Биться сурово не значит биться нечестно. Даже в кровавой бойне есть свои смягчения боли и страданий, свой Красный Крест. Можно ожидать, что в будущем религиозные войны будут вестись с меньшей жестокостью, чем в прошлом. Немалое их смягчение уже достигнуто. Мы не используем тиски для больших пальцев и
дыбу во славу Господа. Людей теперь не сжигают по обвинению в ереси. Нетерпимость, религиозный фанатизм и преследования в наши дни являются в большей степени негативными; это скорее отлучение от привилегий за неконформность, нежели попытки навязать согласие.
Те, кто видит бедствие в борьбе, опустошении, ненужном страдании и злобном ожесточении, могут много что сделать, чтобы привлечь внимание к вреду, приносимому борьбой с использованием неправильного оружия. Они могут напоминать меньшинствам о раздражающем воздействии их процедур; они могут предостерегать большинство; они могут помочь создать публику, к которой обе стороны конфликта должны, в конце концов, прислушаться. Ибо публика жаждет справедливости и восхищается честной игрой даже в бою.

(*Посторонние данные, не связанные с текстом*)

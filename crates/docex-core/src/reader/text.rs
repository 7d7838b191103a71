//! Plain-text reader for logs, notes and exported reports.

use std::path::Path;

use super::{io_error, validate_common, FormatStrategy, ReaderLimits, Result, ValidationReport};
use crate::models::document::{ExtractedDocument, FileMetadata, TextSource};

const NAME: &str = "text";
const EXTENSIONS: &[&str] = &["txt", "text", "log", "md", "csv", "tsv"];

/// Reader for UTF-8 text files. Invalid sequences are replaced.
#[derive(Debug, Default)]
pub struct PlainTextReader;

impl PlainTextReader {
    pub fn new() -> Self {
        Self
    }
}

impl FormatStrategy for PlainTextReader {
    fn name(&self) -> &str {
        NAME
    }

    fn priority(&self) -> i32 {
        10
    }

    fn extensions(&self) -> &[&'static str] {
        EXTENSIONS
    }

    fn validate(&self, path: &Path, limits: &ReaderLimits) -> ValidationReport {
        // NUL bytes in the header mean a binary file behind a text extension.
        validate_common(path, limits, "text", |header| !header.contains(&0))
    }

    fn process(&self, path: &Path) -> Result<ExtractedDocument> {
        let bytes = std::fs::read(path).map_err(|e| io_error(path, e))?;
        let metadata = FileMetadata::from_path(path, "text/plain").map_err(|e| io_error(path, e))?;
        let mut out = ExtractedDocument::empty(NAME, metadata);

        out.text = match String::from_utf8(bytes) {
            Ok(text) => text,
            Err(e) => {
                out.warnings
                    .push("file is not valid UTF-8; invalid bytes were replaced".to_string());
                String::from_utf8_lossy(e.as_bytes()).into_owned()
            }
        };
        // Strip a UTF-8 byte order mark.
        if let Some(stripped) = out.text.strip_prefix('\u{feff}') {
            out.text = stripped.to_string();
        }

        if out.has_text() {
            out.text_source = TextSource::Native;
        } else {
            out.warnings.push("document contains no text".to_string());
        }
        Ok(out)
    }
}
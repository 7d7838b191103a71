//! CLI application for template-driven threat-intelligence document extraction.

mod commands;

use clap::{Parser, Subcommand};
use tracing::Level;
use tracing_subscriber::FmtSubscriber;

use commands::{batch, config, formats, process, templates};

/// docex - Classify threat-intel documents and extract their fields
#[derive(Parser)]
#[command(name = "docex")]
#[command(author, version, about, long_about = None)]
struct Cli {
    /// Enable verbose output
    #[arg(short, long, action = clap::ArgAction::Count)]
    verbose: u8,

    /// Path to config file
    #[arg(short, long, global = true)]
    config: Option<String>,

    #[command(subcommand)]
    command: Commands,
}

#[derive(Subcommand)]
enum Commands {
    /// Process a single document
    Process(process::ProcessArgs),

    /// Process many documents concurrently
    Batch(batch::BatchArgs),

    /// Inspect and test templates
    Templates(templates::TemplatesArgs),

    /// List supported document formats
    Formats,

    /// Manage configuration
    Config(config::ConfigArgs),
}

#[tokio::main]
async fn main() -> anyhow::Result<()> {
    let cli = Cli::parse();

    let level = match cli.verbose {
        0 => Level::WARN,
        1 => Level::INFO,
        2 => Level::DEBUG,
        _ => Level::TRACE,
    };

    let subscriber = FmtSubscriber::builder()
        .with_max_level(level)
        .with_target(false)
        .with_writer(std::io::stderr)
        .finish();

    tracing::subscriber::set_global_default(subscriber)?;

    let config_path = cli.config.as_deref();
    match cli.command {
        Commands::Process(args) => process::run(args, config_path).await,
        Commands::Batch(args) => batch::run(args, config_path).await,
        Commands::Templates(args) => templates::run(args, config_path).await,
        Commands::Formats => formats::run(config_path).await,
        Commands::Config(args) => config::run(args, config_path).await,
    }
}
//! In-memory copy-on-write template store.

use std::sync::{Arc, RwLock};

use tracing::debug;

use super::{check_templates, TemplateSnapshot, TemplateSource};
use crate::error::TemplateError;
use crate::models::template::Template;

/// Editable template collection.
///
/// Every edit validates the new list and swaps in a fresh slice; readers
/// holding an older snapshot keep seeing the old templates.
pub struct TemplateStore {
    templates: RwLock<TemplateSnapshot>,
}

impl Default for TemplateStore {
    fn default() -> Self {
        Self {
            templates: RwLock::new(Arc::from(Vec::new())),
        }
    }
}

impl TemplateStore {
    pub fn new() -> Self {
        Self::default()
    }

    /// Create a store from an initial template list.
    pub fn from_templates(templates: Vec<Template>) -> Result<Self, TemplateError> {
        check_templates(&templates)?;
        Ok(Self {
            templates: RwLock::new(Arc::from(templates)),
        })
    }

    /// Insert a template or replace the one with the same id.
    pub fn upsert(&self, template: Template) -> Result<(), TemplateError> {
        template.validate()?;
        self.update(|templates| {
            match templates.iter_mut().find(|t| t.id == template.id) {
                Some(existing) => *existing = template,
                None => templates.push(template),
            }
            Ok(())
        })
    }

    /// Remove the template with `id`.
    pub fn remove(&self, id: &str) -> Result<Template, TemplateError> {
        let mut removed = None;
        self.update(|templates| {
            let index = templates
                .iter()
                .position(|t| t.id == id)
                .ok_or_else(|| TemplateError::NotFound(id.to_string()))?;
            removed = Some(templates.remove(index));
            Ok(())
        })?;
        removed.ok_or_else(|| TemplateError::NotFound(id.to_string()))
    }

    /// Activate or deactivate the template with `id`.
    pub fn set_active(&self, id: &str, active: bool) -> Result<(), TemplateError> {
        self.update(|templates| {
            let template = templates
                .iter_mut()
                .find(|t| t.id == id)
                .ok_or_else(|| TemplateError::NotFound(id.to_string()))?;
            template.active = active;
            Ok(())
        })
    }

    /// Look up a template by id.
    pub fn get(&self, id: &str) -> Option<Template> {
        self.read().iter().find(|t| t.id == id).cloned()
    }

    pub fn len(&self) -> usize {
        self.read().len()
    }

    pub fn is_empty(&self) -> bool {
        self.read().is_empty()
    }

    fn read(&self) -> TemplateSnapshot {
        Arc::clone(&self.templates.read().unwrap_or_else(|e| e.into_inner()))
    }

    fn update(
        &self,
        edit: impl FnOnce(&mut Vec<Template>) -> Result<(), TemplateError>,
    ) -> Result<(), TemplateError> {
        let mut guard = self.templates.write().unwrap_or_else(|e| e.into_inner());
        let mut next = guard.to_vec();
        edit(&mut next)?;
        check_templates(&next)?;
        debug!("Template store now holds {} templates", next.len());
        *guard = Arc::from(next);
        Ok(())
    }
}

impl TemplateSource for TemplateStore {
    fn snapshot(&self) -> Result<TemplateSnapshot, TemplateError> {
        Ok(self.read())
    }
}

Предрассудок сужает взгляд. Это форма эмоциональной и умственной лени, отказ проводить различия, реагирование на стереотип. Предрассудок в отношении расовой или религиозной группы - это коллективный феномен, имеющий корни в глубоком прошлом. Поскольку это не индивидуальный феномен, он не может быть изменен никаким числом индивидов, какими бы ни были благими их намерения. Тем не менее кое-что может быть сделано; каждый великодушный акт и каждое благородное высказывание на эту тему оказывают свое воздействие, пусть и небольшое. И можно, в конце концов, иметь твердые убеждения, хранить непоколебимую преданность своей вере и храбро сражаться за правое дело без опустошающей ненависти и ущербной нетерпимости.

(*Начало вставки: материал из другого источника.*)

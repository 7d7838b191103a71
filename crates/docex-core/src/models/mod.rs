//! Data models for templates, documents and results.

pub mod config;
pub mod document;
pub mod result;
pub mod template;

Сотрудничество - самое важное средство искоренения предрассудков, возможно, единственное эффективное средство. В обсуждаемой книге есть глава на эту тему, и важнее главы в ней быть не могло. Ибо то, что социологи называют первично-групповой установкой, представляется существенным для преодоления недружелюбия. Найти или создать ситуацию, в которой возникает чувство «мы», - значит сформировать объединяющие узы. Кто бы ни сводил католика и протестанта там, где они беседуют друг с другом как сотрудничающие члены группы, где они развивают чувство «мы» и учатся говорить «наше» и «нас», кто бы ни вовлекал иудея и кого-то еще в такое единство, делает что-то для ослабления разрушительных сил предрассудка.
Воздействия такого контакта и сотрудничества нельзя преувеличивать. Иногда они очень недолговечны. Ожидать слишком многого - значит идти на риск разочарования и обратной реакции. Тот, кто пытается подточить силу предрассудка, должен быть сродни старому человеку, который возделывает сад и знает, что самому ему никогда не отведать плодов со своих деревьев.
Есть, наконец, еще одна возможность, которая может положить конец конфликту католика, иудея и протестанта, не настолько далекая, чтобы быть немыслимой, и это - триумф или даже угроза триумфа неверия (irreligion). Воинствующий атеизм и насильственное противостояние всякой религии обнаруживаются сегодня не в одной нации. Если они будут нарастать, может произойти огромное изменение в установках и практиках слуг Бога любви по отношению друг к другу. Последователи кроткого и скромного Иисуса, который учил любить всех, даже своих врагов, могут перестать преследовать друг друга и переключить свое внимание на безбожников.
Но триумф атеизма - угроза не сегодняшняя, и гармония всех тех, кто признает себя последователями Иисуса Христа, следовательно, далека; еще дальше единство всех тех, кто почитает Бога Авраама, Исаака и Иакова.